What needs to be done:
Find the string "level" in the entries and copy each line that has it.

Source information:

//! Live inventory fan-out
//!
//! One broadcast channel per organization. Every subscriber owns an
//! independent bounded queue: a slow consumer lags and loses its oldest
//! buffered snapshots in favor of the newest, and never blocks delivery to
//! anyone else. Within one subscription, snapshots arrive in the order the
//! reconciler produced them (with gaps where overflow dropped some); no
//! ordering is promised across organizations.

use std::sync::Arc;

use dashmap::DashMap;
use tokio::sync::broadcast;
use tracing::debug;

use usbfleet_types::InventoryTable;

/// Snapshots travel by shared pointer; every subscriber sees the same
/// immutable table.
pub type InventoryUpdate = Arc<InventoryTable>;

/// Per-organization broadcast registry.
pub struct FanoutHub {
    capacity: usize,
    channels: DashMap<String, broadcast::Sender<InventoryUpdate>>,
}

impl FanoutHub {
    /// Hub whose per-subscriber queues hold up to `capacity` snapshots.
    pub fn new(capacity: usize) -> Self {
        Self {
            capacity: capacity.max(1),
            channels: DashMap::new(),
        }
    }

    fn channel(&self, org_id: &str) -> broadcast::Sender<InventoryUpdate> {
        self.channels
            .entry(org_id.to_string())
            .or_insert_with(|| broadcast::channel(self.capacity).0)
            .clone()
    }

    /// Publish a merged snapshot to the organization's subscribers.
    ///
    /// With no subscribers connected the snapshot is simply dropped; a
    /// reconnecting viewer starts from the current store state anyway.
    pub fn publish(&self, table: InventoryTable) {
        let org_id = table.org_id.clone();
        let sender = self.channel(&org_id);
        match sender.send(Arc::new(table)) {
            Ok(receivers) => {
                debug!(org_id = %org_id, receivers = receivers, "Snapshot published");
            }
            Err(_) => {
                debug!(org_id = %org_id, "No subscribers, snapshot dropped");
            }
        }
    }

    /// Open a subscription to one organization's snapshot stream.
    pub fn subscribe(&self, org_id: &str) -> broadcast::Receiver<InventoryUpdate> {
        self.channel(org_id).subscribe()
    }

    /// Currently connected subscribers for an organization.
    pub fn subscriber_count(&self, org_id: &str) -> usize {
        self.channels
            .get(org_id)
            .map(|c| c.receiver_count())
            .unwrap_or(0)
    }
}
--
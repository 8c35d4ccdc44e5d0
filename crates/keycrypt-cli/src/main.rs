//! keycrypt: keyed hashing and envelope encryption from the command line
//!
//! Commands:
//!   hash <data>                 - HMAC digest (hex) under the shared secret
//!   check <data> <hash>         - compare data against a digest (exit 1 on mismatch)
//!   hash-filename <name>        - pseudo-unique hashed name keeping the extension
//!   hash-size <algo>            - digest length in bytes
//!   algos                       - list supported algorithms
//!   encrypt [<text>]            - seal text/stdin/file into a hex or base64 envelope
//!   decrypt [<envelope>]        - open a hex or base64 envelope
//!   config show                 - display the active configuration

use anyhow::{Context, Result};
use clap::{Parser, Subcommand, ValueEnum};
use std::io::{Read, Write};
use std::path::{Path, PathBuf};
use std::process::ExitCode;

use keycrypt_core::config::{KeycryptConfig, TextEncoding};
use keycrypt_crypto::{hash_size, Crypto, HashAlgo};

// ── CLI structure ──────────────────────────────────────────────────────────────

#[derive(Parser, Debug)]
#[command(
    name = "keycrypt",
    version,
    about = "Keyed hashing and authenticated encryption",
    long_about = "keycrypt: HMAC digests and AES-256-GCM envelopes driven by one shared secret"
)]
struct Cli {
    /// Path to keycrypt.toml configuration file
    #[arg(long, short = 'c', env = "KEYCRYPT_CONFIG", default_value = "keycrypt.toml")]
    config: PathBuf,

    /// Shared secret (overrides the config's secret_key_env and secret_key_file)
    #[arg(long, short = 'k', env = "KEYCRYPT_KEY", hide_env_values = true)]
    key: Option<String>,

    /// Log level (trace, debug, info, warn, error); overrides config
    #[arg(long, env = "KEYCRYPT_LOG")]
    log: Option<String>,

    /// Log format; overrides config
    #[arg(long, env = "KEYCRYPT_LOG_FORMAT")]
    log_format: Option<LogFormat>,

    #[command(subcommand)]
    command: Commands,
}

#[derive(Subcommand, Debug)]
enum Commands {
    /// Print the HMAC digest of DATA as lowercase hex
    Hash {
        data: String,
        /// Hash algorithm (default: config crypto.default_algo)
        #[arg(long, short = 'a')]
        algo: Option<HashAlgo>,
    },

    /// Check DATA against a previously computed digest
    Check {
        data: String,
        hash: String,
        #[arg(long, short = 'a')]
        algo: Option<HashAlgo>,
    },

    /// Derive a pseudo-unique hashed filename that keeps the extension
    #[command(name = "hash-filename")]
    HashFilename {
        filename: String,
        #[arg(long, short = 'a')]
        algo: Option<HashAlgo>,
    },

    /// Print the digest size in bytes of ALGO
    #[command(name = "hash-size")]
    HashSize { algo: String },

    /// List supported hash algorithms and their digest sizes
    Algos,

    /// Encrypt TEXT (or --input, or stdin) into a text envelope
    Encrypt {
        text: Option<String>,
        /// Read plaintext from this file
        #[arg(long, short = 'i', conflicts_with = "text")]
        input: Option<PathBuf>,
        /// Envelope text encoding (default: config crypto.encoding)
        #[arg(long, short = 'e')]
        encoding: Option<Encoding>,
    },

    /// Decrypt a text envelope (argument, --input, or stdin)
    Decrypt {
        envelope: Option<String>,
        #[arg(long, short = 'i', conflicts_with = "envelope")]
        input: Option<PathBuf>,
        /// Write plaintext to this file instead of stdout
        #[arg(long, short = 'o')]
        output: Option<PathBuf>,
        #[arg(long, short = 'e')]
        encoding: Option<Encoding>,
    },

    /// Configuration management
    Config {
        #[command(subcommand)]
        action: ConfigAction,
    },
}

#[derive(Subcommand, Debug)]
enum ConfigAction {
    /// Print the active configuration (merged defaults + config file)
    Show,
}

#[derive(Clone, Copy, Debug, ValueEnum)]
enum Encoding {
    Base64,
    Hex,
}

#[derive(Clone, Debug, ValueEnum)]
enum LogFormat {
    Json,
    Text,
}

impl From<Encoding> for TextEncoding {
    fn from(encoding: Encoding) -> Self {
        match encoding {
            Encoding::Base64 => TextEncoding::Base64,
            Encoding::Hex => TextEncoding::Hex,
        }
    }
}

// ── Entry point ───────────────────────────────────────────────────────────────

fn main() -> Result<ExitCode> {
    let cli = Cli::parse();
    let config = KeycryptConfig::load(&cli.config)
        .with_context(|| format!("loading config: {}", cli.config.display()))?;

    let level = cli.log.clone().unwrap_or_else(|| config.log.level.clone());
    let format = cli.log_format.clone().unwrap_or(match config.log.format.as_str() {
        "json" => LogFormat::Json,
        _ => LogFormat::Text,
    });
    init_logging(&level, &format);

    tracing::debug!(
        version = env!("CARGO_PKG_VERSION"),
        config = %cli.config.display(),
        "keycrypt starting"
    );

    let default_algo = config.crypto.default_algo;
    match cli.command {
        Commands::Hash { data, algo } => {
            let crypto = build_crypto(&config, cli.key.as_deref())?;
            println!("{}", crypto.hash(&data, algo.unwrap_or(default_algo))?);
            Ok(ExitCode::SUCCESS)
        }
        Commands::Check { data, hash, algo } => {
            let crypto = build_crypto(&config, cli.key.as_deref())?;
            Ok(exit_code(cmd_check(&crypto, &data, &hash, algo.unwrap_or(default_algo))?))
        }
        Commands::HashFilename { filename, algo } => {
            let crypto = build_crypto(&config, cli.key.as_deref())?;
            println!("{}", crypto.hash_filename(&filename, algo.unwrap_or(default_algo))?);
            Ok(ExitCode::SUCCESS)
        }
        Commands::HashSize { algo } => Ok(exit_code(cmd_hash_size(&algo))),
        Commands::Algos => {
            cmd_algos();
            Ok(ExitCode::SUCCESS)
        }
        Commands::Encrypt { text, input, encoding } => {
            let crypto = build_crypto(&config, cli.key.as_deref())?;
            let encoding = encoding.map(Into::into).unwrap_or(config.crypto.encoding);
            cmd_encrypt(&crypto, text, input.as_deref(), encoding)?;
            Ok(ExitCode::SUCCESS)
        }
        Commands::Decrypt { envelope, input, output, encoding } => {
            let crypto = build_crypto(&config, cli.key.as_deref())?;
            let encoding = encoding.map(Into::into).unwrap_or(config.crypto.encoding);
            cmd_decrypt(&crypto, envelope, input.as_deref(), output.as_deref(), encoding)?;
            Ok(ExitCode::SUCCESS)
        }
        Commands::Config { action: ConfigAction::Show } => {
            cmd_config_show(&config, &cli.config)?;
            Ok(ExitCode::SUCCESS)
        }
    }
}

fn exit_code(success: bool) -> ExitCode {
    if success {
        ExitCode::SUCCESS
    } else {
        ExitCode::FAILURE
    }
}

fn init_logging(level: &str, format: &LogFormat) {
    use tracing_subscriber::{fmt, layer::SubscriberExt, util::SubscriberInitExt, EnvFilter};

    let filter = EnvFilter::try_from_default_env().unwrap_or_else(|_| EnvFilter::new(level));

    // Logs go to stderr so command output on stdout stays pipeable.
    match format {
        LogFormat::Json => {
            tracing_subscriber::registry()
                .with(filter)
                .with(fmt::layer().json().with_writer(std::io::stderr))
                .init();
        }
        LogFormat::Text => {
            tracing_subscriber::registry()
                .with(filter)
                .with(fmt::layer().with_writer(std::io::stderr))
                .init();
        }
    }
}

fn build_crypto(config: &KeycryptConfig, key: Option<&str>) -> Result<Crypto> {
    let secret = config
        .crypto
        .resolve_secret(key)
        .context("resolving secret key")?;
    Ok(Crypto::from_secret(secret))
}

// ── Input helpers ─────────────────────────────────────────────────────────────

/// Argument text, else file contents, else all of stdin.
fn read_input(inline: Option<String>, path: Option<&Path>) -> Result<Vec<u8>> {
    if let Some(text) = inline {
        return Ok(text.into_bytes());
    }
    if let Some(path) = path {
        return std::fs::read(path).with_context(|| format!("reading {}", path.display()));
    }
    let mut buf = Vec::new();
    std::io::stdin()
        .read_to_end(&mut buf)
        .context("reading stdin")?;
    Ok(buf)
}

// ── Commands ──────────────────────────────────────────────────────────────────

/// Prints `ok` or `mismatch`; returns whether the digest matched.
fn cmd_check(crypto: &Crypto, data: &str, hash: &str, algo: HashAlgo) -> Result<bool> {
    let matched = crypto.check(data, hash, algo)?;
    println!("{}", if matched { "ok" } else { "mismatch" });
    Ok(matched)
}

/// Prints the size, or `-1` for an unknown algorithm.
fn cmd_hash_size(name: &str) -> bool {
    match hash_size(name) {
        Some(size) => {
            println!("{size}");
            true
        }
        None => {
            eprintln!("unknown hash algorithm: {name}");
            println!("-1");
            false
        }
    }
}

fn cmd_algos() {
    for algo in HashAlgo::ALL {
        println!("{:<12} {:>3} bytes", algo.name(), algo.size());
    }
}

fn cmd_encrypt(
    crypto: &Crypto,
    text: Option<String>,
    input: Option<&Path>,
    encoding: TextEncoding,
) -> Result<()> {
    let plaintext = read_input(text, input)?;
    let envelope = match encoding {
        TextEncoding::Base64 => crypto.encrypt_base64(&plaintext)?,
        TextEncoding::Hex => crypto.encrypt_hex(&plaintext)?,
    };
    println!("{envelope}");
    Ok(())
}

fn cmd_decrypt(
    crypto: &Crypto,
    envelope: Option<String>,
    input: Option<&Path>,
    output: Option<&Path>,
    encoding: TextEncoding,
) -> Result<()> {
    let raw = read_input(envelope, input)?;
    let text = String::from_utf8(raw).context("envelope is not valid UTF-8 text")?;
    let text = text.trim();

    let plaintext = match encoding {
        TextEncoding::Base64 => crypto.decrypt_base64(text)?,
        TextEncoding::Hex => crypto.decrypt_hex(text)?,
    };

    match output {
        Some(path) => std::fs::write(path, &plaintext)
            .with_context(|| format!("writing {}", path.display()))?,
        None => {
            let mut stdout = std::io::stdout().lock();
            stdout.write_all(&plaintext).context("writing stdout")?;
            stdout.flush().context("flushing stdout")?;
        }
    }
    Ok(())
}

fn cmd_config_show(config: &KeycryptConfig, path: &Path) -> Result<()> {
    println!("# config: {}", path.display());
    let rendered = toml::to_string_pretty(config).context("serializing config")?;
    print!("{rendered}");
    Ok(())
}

Answer to the exercise:
    /// Log level (trace, debug, info, warn, error); overrides config
    let level = cli.log.clone().unwrap_or_else(|| config.log.level.clone());
    init_logging(&level, &format);
fn init_logging(level: &str, format: &LogFormat) {
    let filter = EnvFilter::try_from_default_env().unwrap_or_else(|_| EnvFilter::new(level));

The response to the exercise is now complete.